2. What is legitimate will depend upon the context of the measure. For example in the case of Palacios de la Villa v Cortefiel Servicios SA C411/05 the fact that the economic background characterised by high unemployment was relevant to whether the measure in question pursued a legitimate aim.
3. Flexibility for employers is not a legitimate aim but a certain degree of flexibility may be permitted to pursue the social policy objective.
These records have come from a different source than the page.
//! Severity counting for scanner reports.
//!
//! Supports the JSON output of Trivy (`--format json`) and OWASP
//! Dependency-Check (`--format JSON`). Only the severity field of each finding
//! is read; everything else in the report is passed through untouched.

use std::fmt;
use std::path::Path;
use std::str::FromStr;

use serde::{Deserialize, Serialize};

use crate::error::{PipelineError, Result};

/// Finding counts by severity bucket.
#[derive(Debug, Clone, Copy, Default, Serialize, Deserialize, PartialEq, Eq)]
pub struct SeverityCounts {
    pub critical: u32,
    pub high: u32,
    pub medium: u32,
    pub low: u32,
}

impl SeverityCounts {
    /// Counts with only the gated buckets set.
    pub fn new(critical: u32, high: u32) -> Self {
        Self {
            critical,
            high,
            ..Self::default()
        }
    }

    /// Add one finding of the given severity; unknown severities are ignored.
    pub fn record(&mut self, severity: &str) {
        match severity.trim().to_ascii_uppercase().as_str() {
            "CRITICAL" => self.critical += 1,
            "HIGH" => self.high += 1,
            "MEDIUM" | "MODERATE" => self.medium += 1,
            "LOW" => self.low += 1,
            _ => {}
        }
    }

    pub fn total(&self) -> u32 {
        self.critical + self.high + self.medium + self.low
    }
}

impl fmt::Display for SeverityCounts {
    fn fmt(&self, f: &mut fmt::Formatter<'_>) -> fmt::Result {
        write!(
            f,
            "critical={} high={} medium={} low={}",
            self.critical, self.high, self.medium, self.low
        )
    }
}

/// Scanner report format understood by [`parse_report`].
#[derive(Debug, Clone, Copy, Serialize, Deserialize, PartialEq, Eq)]
#[serde(rename_all = "kebab-case")]
pub enum ReportFormat {
    Trivy,
    DependencyCheck,
}

impl FromStr for ReportFormat {
    type Err = PipelineError;

    fn from_str(s: &str) -> std::result::Result<Self, Self::Err> {
        match s.trim().to_ascii_lowercase().as_str() {
            "trivy" => Ok(ReportFormat::Trivy),
            "dependency-check" | "dependency_check" | "owasp" => Ok(ReportFormat::DependencyCheck),
            other => Err(PipelineError::Config(format!(
                "unknown report format '{other}' (expected trivy or dependency-check)"
            ))),
        }
    }
}

impl fmt::Display for ReportFormat {
    fn fmt(&self, f: &mut fmt::Formatter<'_>) -> fmt::Result {
        match self {
            ReportFormat::Trivy => f.write_str("trivy"),
            ReportFormat::DependencyCheck => f.write_str("dependency-check"),
        }
    }
}

#[derive(Deserialize)]
struct TrivyReport {
    #[serde(rename = "Results", default)]
    results: Option<Vec<TrivyTarget>>,
}

#[derive(Deserialize)]
struct TrivyTarget {
    #[serde(rename = "Vulnerabilities", default)]
    vulnerabilities: Option<Vec<TrivyVulnerability>>,
}

#[derive(Deserialize)]
struct TrivyVulnerability {
    #[serde(rename = "Severity", default)]
    severity: String,
}

#[derive(Deserialize)]
struct DependencyCheckReport {
    #[serde(default)]
    dependencies: Vec<DependencyEntry>,
}

#[derive(Deserialize)]
struct DependencyEntry {
    #[serde(default)]
    vulnerabilities: Vec<DependencyVulnerability>,
}

#[derive(Deserialize)]
struct DependencyVulnerability {
    #[serde(default)]
    severity: String,
}

/// Count findings in an in-memory report body.
pub fn count_findings(format: ReportFormat, body: &[u8]) -> serde_json::Result<SeverityCounts> {
    let mut counts = SeverityCounts::default();
    match format {
        ReportFormat::Trivy => {
            let report: TrivyReport = serde_json::from_slice(body)?;
            for vuln in report
                .results
                .unwrap_or_default()
                .into_iter()
                .flat_map(|t| t.vulnerabilities.unwrap_or_default())
            {
                counts.record(&vuln.severity);
            }
        }
        ReportFormat::DependencyCheck => {
            let report: DependencyCheckReport = serde_json::from_slice(body)?;
            for vuln in report
                .dependencies
                .into_iter()
                .flat_map(|d| d.vulnerabilities)
            {
                counts.record(&vuln.severity);
            }
        }
    }
    Ok(counts)
}

/// Read a report file and count its findings.
pub fn parse_report(format: ReportFormat, path: &Path) -> Result<SeverityCounts> {
    let body = std::fs::read(path).map_err(|e| PipelineError::ReportParse {
        path: path.to_path_buf(),
        reason: e.to_string(),
    })?;
    count_findings(format, &body).map_err(|e| PipelineError::ReportParse {
        path: path.to_path_buf(),
        reason: e.to_string(),
    })
}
4. The following are examples of potential legitimate aims (some are more controversial than others):
i. The prevention of job blocking ‘the fair innings argument’ /sharing employment opportunities between generations
ii. Promoting access to employment for young people
iii. Enabling older people to remain in the workforce
iv. Ensuring a mix of generations of staff so as to promote the exchange of experience and ideas
v. Encouraging and rewarding loyalty
vi. Providing a target age for succession planning/efficient planning of the departure and recruitment of staff
vii. Encourage employees to save for retirement
viii. Avoiding the need to dismiss employees on the ground that they are no longer capable of doing the job which may be humiliating to the employee concerned
ix. Avoiding disputes as to the employee’s ability to do the work which contributes to a congenial workforce.
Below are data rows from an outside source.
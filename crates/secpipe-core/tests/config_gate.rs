//! Workspace config loading and gating of on-disk scanner reports.

use secpipe_core::{
    evaluate_gate, parse_report, GateDecision, PipelineConfig, PipelineError, ReportFormat,
    SeverityLimits, DEFAULT_CONFIG_FILE,
};

const CONFIG: &str = r#"
[project]
name = "petclinic"
image_name = "petclinic"

[thresholds.image]
fail = { critical = 0, high = 3 }
unstable = { critical = 1, high = 8 }

[thresholds.dependency]
fail = { critical = 1, high = 5 }

[retry]
max_attempts = 5
"#;

fn trivy(severities: &[&str]) -> String {
    let vulns: Vec<String> = severities
        .iter()
        .map(|s| format!(r#"{{"Severity":"{s}"}}"#))
        .collect();
    format!(r#"{{"Results":[{{"Target":"petclinic","Vulnerabilities":[{}]}}]}}"#, vulns.join(","))
}

/// Test: secpipe.toml in the workspace is picked up and merged with defaults
#[test]
fn test_workspace_config_is_loaded() {
    let dir = tempfile::tempdir().unwrap();
    std::fs::write(dir.path().join(DEFAULT_CONFIG_FILE), CONFIG).unwrap();

    let config = PipelineConfig::load(None, dir.path()).unwrap();
    assert_eq!(config.project.image_name, "petclinic");
    assert_eq!(config.retry.max_attempts, 5);
    assert_eq!(config.retry.delay_secs, 10);
    assert_eq!(config.thresholds.image.fail, SeverityLimits::new(0, 3));
    assert_eq!(config.thresholds.dependency.unstable, None);
    assert_eq!(config.sonar_project_key(), "petclinic");
}

/// Test: without a config file every default applies
#[test]
fn test_missing_config_uses_defaults() {
    let dir = tempfile::tempdir().unwrap();
    let config = PipelineConfig::load(None, dir.path()).unwrap();
    assert_eq!(config.project.dockerfile, "Dockerfile");
    assert_eq!(config.tools.trivy, "trivy");
}

/// Test: an explicit config path that does not exist is a config error
#[test]
fn test_explicit_missing_config_fails() {
    let dir = tempfile::tempdir().unwrap();
    let missing = dir.path().join("nope.toml");
    let err = PipelineConfig::load(Some(missing.as_path()), dir.path()).unwrap_err();
    assert!(matches!(err, PipelineError::Config(_)));
}

/// Test: unstable limits stricter than fail limits are rejected at load time
#[test]
fn test_inverted_limits_rejected() {
    let dir = tempfile::tempdir().unwrap();
    let path = dir.path().join("inverted.toml");
    std::fs::write(
        &path,
        "[thresholds.image]\nfail = { critical = 2, high = 10 }\nunstable = { critical = 1, high = 5 }\n",
    )
    .unwrap();
    assert!(PipelineConfig::load(Some(path.as_path()), dir.path()).is_err());
}

/// Test: configured image thresholds drive the verdict on a Trivy report
#[test]
fn test_report_on_disk_against_configured_thresholds() {
    let dir = tempfile::tempdir().unwrap();
    std::fs::write(dir.path().join(DEFAULT_CONFIG_FILE), CONFIG).unwrap();
    let config = PipelineConfig::load(None, dir.path()).unwrap();
    let report = dir.path().join("trivy-report.json");

    std::fs::write(&report, trivy(&["HIGH", "HIGH", "MEDIUM"])).unwrap();
    let counts = parse_report(ReportFormat::Trivy, &report).unwrap();
    assert_eq!(evaluate_gate(&counts, &config.thresholds.image).decision, GateDecision::Pass);

    std::fs::write(&report, trivy(&["CRITICAL", "HIGH", "HIGH", "HIGH", "HIGH"])).unwrap();
    let counts = parse_report(ReportFormat::Trivy, &report).unwrap();
    assert_eq!(
        evaluate_gate(&counts, &config.thresholds.image).decision,
        GateDecision::Unstable
    );

    std::fs::write(&report, trivy(&["CRITICAL", "CRITICAL"])).unwrap();
    let counts = parse_report(ReportFormat::Trivy, &report).unwrap();
    assert_eq!(evaluate_gate(&counts, &config.thresholds.image).decision, GateDecision::Fail);
}

/// Test: a truncated report is a parse error naming the file
#[test]
fn test_truncated_report_is_parse_error() {
    let dir = tempfile::tempdir().unwrap();
    let report = dir.path().join("dependency-check-report.json");
    std::fs::write(&report, r#"{"dependencies": ["#).unwrap();
    let err = parse_report(ReportFormat::DependencyCheck, &report).unwrap_err();
    assert!(err.to_string().contains("dependency-check-report.json"));
}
x. The avoidance of a windfall to an employee whether that windfall is large or small.
The fact that a particular aim is capable of being a legitimate aim under the Equality Directive (and the Equality Act 2010) is only the first step. There must then be a consideration as to whether it is the aim being pursued and whether it is appropriate and necessary in that particular case. An example provided by Lady Hale in the Supreme Court decision of Seldon v Clarkson Wright and Jakes  EWCA Civ 899 is that avoiding the need to performance manage an individual may be a legitimate aim but if the business in question has a ‘sophisticated management measure in place it may not be legitimate to avoid them for only one section of the workforce.’
The case of Ormerod v Cummins ET case number 2508268/09 is an example of the employer falling at this hurdle. In that case the Claimant brought a claim of direct age discrimination arising from his redundancy payment calculation. He did not receive his full entitlement because he was approaching retirement and thus in the Company’s view would provide him with a windfall. Although the Tribunal recognised that the avoidance of a windfall is a potential legitimate aim, it was not legitimate in this case. The Tribunal placed great reliance on the lack of attempt by the employer to advance a case as to what the windfall was. Furthermore the redundancy package and the early drawing of the pension actually deprived the Claimant of various other benefits including the loss of opportunity to work on and enhance his pension and the loss of potential bonus and overtime. Therefore the Tribunal will not simply accept the fact that it may be a legitimate aim then go straight to determine whether the means of achieving that aim are appropriate and necessary. There must be a consideration of that aim against the facts of the particular case.